### GIVEN DATA
//! Categorical label encoding
//!
//! A single encoder used wherever a categorical field needs dense integer
//! codes, such as grouping in the aggregation functions.
//! Classes are kept in sorted order, so code assignment does not depend on
//! row order.

use crate::data::{CleanedTransaction, SalesTable};
use crate::error::{ForecastError, Result};
use serde::{Deserialize, Serialize};
use std::collections::{BTreeSet, HashMap};

/// Categorical fields of a transaction
#[derive(Debug, Clone, Copy, PartialEq, Eq, Hash, Serialize, Deserialize)]
#[serde(rename_all = "snake_case")]
pub enum CategoricalColumn {
    Branch,
    City,
    CustomerType,
    Gender,
    ProductLine,
    Payment,
}

impl CategoricalColumn {
    pub const ALL: [CategoricalColumn; 6] = [
        CategoricalColumn::Branch,
        CategoricalColumn::City,
        CategoricalColumn::CustomerType,
        CategoricalColumn::Gender,
        CategoricalColumn::ProductLine,
        CategoricalColumn::Payment,
    ];

    /// Normalized column name
    pub fn name(&self) -> &'static str {
        match self {
            CategoricalColumn::Branch => "branch",
            CategoricalColumn::City => "city",
            CategoricalColumn::CustomerType => "customer_type",
            CategoricalColumn::Gender => "gender",
            CategoricalColumn::ProductLine => "product_line",
            CategoricalColumn::Payment => "payment",
        }
    }

    /// Value of this column in `row`; an absent payment reads as ""
    pub fn value<'a>(&self, row: &'a CleanedTransaction) -> &'a str {
        let record = &row.record;
        match self {
            CategoricalColumn::Branch => &record.branch,
            CategoricalColumn::City => &record.city,
            CategoricalColumn::CustomerType => &record.customer_type,
            CategoricalColumn::Gender => &record.gender,
            CategoricalColumn::ProductLine => &record.product_line,
            CategoricalColumn::Payment => record.payment.as_deref().unwrap_or(""),
        }
    }
}

/// Maps string labels to dense codes `0..len()`
#[derive(Debug, Clone, Default, PartialEq)]
pub struct LabelEncoder {
    classes: Vec<String>,
    codes: HashMap<String, usize>,
}

impl LabelEncoder {
    /// Fit on the distinct values of `values`
    pub fn fit<I, S>(values: I) -> Self
    where
        I: IntoIterator<Item = S>,
        S: AsRef<str>,
    {
        let classes: Vec<String> = values
            .into_iter()
            .map(|v| v.as_ref().to_string())
            .collect::<BTreeSet<_>>()
            .into_iter()
            .collect();

        let codes = classes
            .iter()
            .enumerate()
            .map(|(code, class)| (class.clone(), code))
            .collect();

        Self { classes, codes }
    }

    /// Fit on `values` and return the code of every value
    pub fn fit_transform<S: AsRef<str>>(values: &[S]) -> (Self, Vec<usize>) {
        let encoder = Self::fit(values);
        let codes = values
            .iter()
            .filter_map(|v| encoder.transform(v.as_ref()))
            .collect();
        (encoder, codes)
    }

    /// Sorted distinct labels; a label's code is its index here
    pub fn classes(&self) -> &[String] {
        &self.classes
    }

    /// Consume the encoder, keeping only its classes
    pub fn into_classes(self) -> Vec<String> {
        self.classes
    }

    pub fn len(&self) -> usize {
        self.classes.len()
    }

    pub fn is_empty(&self) -> bool {
        self.classes.is_empty()
    }

    /// Code of `label`, if it was seen during fitting
    pub fn transform(&self, label: &str) -> Option<usize> {
        self.codes.get(label).copied()
    }

    /// Code of `label`, failing on labels not seen during fitting
    pub fn encode(&self, label: &str) -> Result<usize> {
        self.transform(label).ok_or_else(|| {
            ForecastError::ValidationError(format!("unknown category label '{}'", label))
        })
    }

    /// Label for `code`
    pub fn inverse(&self, code: usize) -> Option<&str> {
        self.classes.get(code).map(String::as_str)
    }

    /// Encode one column of a table
    pub fn encode_column(&self, table: &SalesTable, column: CategoricalColumn) -> Result<Vec<usize>> {
        table.iter().map(|row| self.encode(column.value(row))).collect()
    }

    /// Partition `table` into one group per class, in code order
    ///
    /// Every returned group is non-empty when the encoder was fitted on the
    /// same table and column.
    pub fn group<'a>(
        &self,
        table: &'a SalesTable,
        column: CategoricalColumn,
    ) -> Vec<Vec<&'a CleanedTransaction>> {
        let mut groups = vec![Vec::new(); self.len()];
        for row in table {
            if let Some(code) = self.transform(column.value(row)) {
                groups[code].push(row);
            }
        }
        groups
    }
}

### WHAT TO DO
Pick out, from the lines above, every one that contains the string "CleanedTransaction".

### WRITTEN RESPONSE
use crate::data::{CleanedTransaction, SalesTable};
    pub fn value<'a>(&self, row: &'a CleanedTransaction) -> &'a str {
    ) -> Vec<Vec<&'a CleanedTransaction>> {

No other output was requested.